Introduction #

To understand why an operating system is required, it helps to think about what happens without one.

A computer is just hardware.
CPU, memory, disk, keyboard, display all of them are useless unless someone controls how they are used.

Now imagine writing a program that directly talks to the hardware.

The program would need to:

• Decide when it can use the CPU
• Know which memory locations are free
• Handle input from keyboard or mouse
• Write data to disk without corrupting other data
• Deal with hardware errors and interrupts

Doing this once is hard.
Doing this for every program is impossible.

This is the main reason an operating system exists.

Problem 1: Multiple Programs Cannot Run Safely #

Modern systems always run more than one program:

• A browser
• A text editor
• Background services
• System utilities

If all programs try to use the CPU and memory directly:

• One program can overwrite another program’s memory
• A bug in one program can crash the entire system
• No program knows when to stop or wait

The operating system solves this by:

• Giving each program its own execution context
• Controlling how long a program runs on the CPU
• Isolating memory between programs

Problem 2: Hardware Is Too Complex #

Hardware is not simple to use directly.

Different systems have:

• Different CPUs
• Different storage devices
• Different network hardware
• Different input devices

If applications had to handle hardware directly, the same program would need to be rewritten for every machine.

The operating system hides this complexity.

Programs do not care:

• How a disk controller works
• How data is transferred on a network
• How interrupts are handled internally

They ask the operating system to do it for them.

Problem 3: No Resource Management #

CPU time, memory, disk space, and devices are limited resources.

Without an operating system:

• One program can consume all CPU time
• Memory can be allocated and never freed
• Devices can be locked forever by a single program

The operating system acts as a manager:

• It schedules CPU usage
• It allocates and frees memory
• It controls access to devices
• It enforces limits and priorities

Problem 4: No Security or Protection #

Without an operating system:

• Any program can read any memory
• Any program can modify system data
• Malicious code has full control

An operating system introduces protection:

• User mode vs privileged mode
• Controlled access to hardware
• Permission checks for files and processes

Even a small mistake in a program does not bring the whole system down.

Problem 5: No Standard Way to Write Programs #

Without an OS, every program would need to:

• Handle hardware directly
• Implement its own scheduling logic
• Manage its own memory
• Control devices manually

This makes software development slow and error-prone.

The operating system provides standard services:

• Process creation
• File handling
• Memory allocation
• Communication between programs

Programmers write application logic, not hardware control logic.

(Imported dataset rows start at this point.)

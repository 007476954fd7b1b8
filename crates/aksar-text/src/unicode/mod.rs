//! Khmer codepoint classification and logical cluster tokenization.

pub mod classify;
pub mod cluster;
pub mod normalize;

pub use classify::{COENG, Category, NIKAHIT, classify, is_khmer};
pub use cluster::{Cluster, ClusterKind, ManualUnit, tokenize, tokenize_with_units};
pub use normalize::{normalize_khmer, split_segments};
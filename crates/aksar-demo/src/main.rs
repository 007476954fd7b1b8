//! Shape a Khmer word and emit a colored, per-glyph SVG document.
//!
//! Usage:
//!   aksar-demo "កម្ពុជា" --font fonts/KhmerOSsiemreap.ttf --out word.svg
//!
//! Settings not given on the command line fall back to `aksar.toml`
//! (font, size, padding, override rules).

use std::path::PathBuf;

use anyhow::{Context, Result, bail};

use aksar_config::AksarConfig;
use aksar_text::{FontKey, GlyphEngine, ShapeRequest};

mod svg;

struct Args {
    text: String,
    font: Option<PathBuf>,
    size: Option<f32>,
    out: Option<PathBuf>,
    config: Option<PathBuf>,
    split: bool,
}

fn parse_args() -> Result<Args> {
    let mut text = None;
    let mut font = None;
    let mut size = None;
    let mut out = None;
    let mut config = None;
    let mut split = false;

    let mut args = std::env::args().skip(1);
    while let Some(arg) = args.next() {
        match arg.as_str() {
            "--font" => font = Some(PathBuf::from(args.next().context("--font needs a path")?)),
            "--size" => {
                size = Some(
                    args.next()
                        .context("--size needs a value")?
                        .parse::<f32>()
                        .context("--size must be a number")?,
                )
            }
            "--out" => out = Some(PathBuf::from(args.next().context("--out needs a path")?)),
            "--config" => {
                config = Some(PathBuf::from(args.next().context("--config needs a path")?))
            }
            // Diagnostic rendering with the Khmer shaping features off.
            "--split" => split = true,
            other if other.starts_with("--") => bail!("unknown option: {other}"),
            other => {
                if text.replace(other.to_string()).is_some() {
                    bail!("only one text argument is supported");
                }
            }
        }
    }

    Ok(Args {
        text: text.context("usage: aksar-demo <khmer text> [--font F] [--size N] [--out P]")?,
        font,
        size,
        out,
        config,
        split,
    })
}

fn main() -> Result<()> {
    let _ = env_logger::try_init();
    let args = parse_args()?;

    let config = match &args.config {
        Some(path) => AksarConfig::load_from_file(path)
            .with_context(|| format!("loading config {}", path.display()))?,
        None => AksarConfig::load_or_default(),
    };
    let overrides = config.override_table().context("compiling override rules")?;

    let font_path = args
        .font
        .or(config.text.font)
        .context("no font given: pass --font or set [text].font in aksar.toml")?;
    let size = args.size.or(config.text.size).unwrap_or(120.0);
    let padding = config.text.padding.unwrap_or(40.0);

    let engine = GlyphEngine::new(overrides);
    let mut request = ShapeRequest::new(
        &args.text,
        FontKey::new(&font_path, config.text.font_index as usize),
        size,
    );
    request.options.disable_khmer_features = args.split;

    let layout = engine.render(&request)?;
    log::info!(
        "{} glyphs, width {:.1}px at {}px",
        layout.glyphs.len(),
        layout.width,
        size
    );
    for glyph in &layout.glyphs {
        log::debug!(
            "#{} {:?} '{}'{}",
            glyph.id,
            glyph.role,
            glyph.ch,
            if glyph.is_subscript { " (subscript)" } else { "" },
        );
    }

    let doc = svg::document(&layout, padding);
    match &args.out {
        Some(path) => {
            std::fs::write(path, &doc).with_context(|| format!("writing {}", path.display()))?;
            log::info!("wrote {}", path.display());
        }
        None => println!("{doc}"),
    }
    Ok(())
}
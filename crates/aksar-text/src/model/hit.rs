//! Hit-testing helpers for the consuming UI.

use super::{ResolvedGlyph, WordLayout};
use crate::outline::BBox;
use crate::overrides::ZoneRegion;

/// Find the glyph under a point, scanning in reverse render order so the
/// glyph painted last (on top) wins. Blank glyphs never hit.
pub fn hit_test(layout: &WordLayout, x: f32, y: f32) -> Option<&ResolvedGlyph> {
    layout.glyphs.iter().rev().find(|g| glyph_hit(g, x, y))
}

fn glyph_hit(glyph: &ResolvedGlyph, x: f32, y: f32) -> bool {
    if glyph.bbox.is_empty() {
        return false;
    }
    if glyph.hit_zones.is_empty() {
        return glyph.bbox.contains(x, y);
    }
    glyph
        .hit_zones
        .iter()
        .any(|&zone| zone_rect(&glyph.bbox, zone).contains(x, y))
}

/// Sub-rectangle of a bounding box addressed by a zone region: vertical
/// halves for Top/Bottom, the middle vertical band for Center.
pub fn zone_rect(bbox: &BBox, region: ZoneRegion) -> BBox {
    let mid_y = (bbox.y1 + bbox.y2) / 2.0;
    match region {
        ZoneRegion::Top => BBox {
            x1: bbox.x1,
            y1: bbox.y1,
            x2: bbox.x2,
            y2: mid_y,
        },
        ZoneRegion::Bottom => BBox {
            x1: bbox.x1,
            y1: mid_y,
            x2: bbox.x2,
            y2: bbox.y2,
        },
        ZoneRegion::Center => {
            let quarter = bbox.height() / 4.0;
            BBox {
                x1: bbox.x1,
                y1: bbox.y1 + quarter,
                x2: bbox.x2,
                y2: bbox.y2 - quarter,
            }
        }
    }
}

/// Ray-casting point-in-polygon test for authored hit polygons.
pub fn point_in_polygon(x: f32, y: f32, polygon: &[[f32; 2]]) -> bool {
    if polygon.len() < 3 {
        return false;
    }
    let mut inside = false;
    let mut j = polygon.len() - 1;
    for i in 0..polygon.len() {
        let [xi, yi] = polygon[i];
        let [xj, yj] = polygon[j];
        if (yi > y) != (yj > y) && x < (xj - xi) * (y - yi) / (yj - yi) + xi {
            inside = !inside;
        }
        j = i;
    }
    inside
}
//! Font loading, metrics, and the process-wide font cache.

pub mod face;
pub mod loader;
pub mod metrics;

pub use face::FontFace;
pub use loader::{FontCache, FontKey};
pub use metrics::{FontMetrics, ScaledFontMetrics};

pub use crate::error::FontError;

/// Convenient result alias for font-related operations.
pub type Result<T> = std::result::Result<T, FontError>;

Why This Matters for Embedded and Linux Systems #

In embedded systems, some very small applications can run without an OS.
But as soon as the system needs:

• Multitasking
• Timers
• Communication
• Predictable behavior

An operating system becomes necessary.

Linux uses the same ideas but scales them from small devices to servers.

That is why understanding why an OS is required is more important than memorizing definitions.

Summary #

An operating system is required because:

• Hardware alone cannot manage itself
• Multiple programs need controlled execution
• Resources must be shared safely
• Hardware complexity must be hidden
• Security and protection are necessary
• Software needs standard interfaces

Without an operating system, modern computers and Linux systems simply cannot function in a reliable way.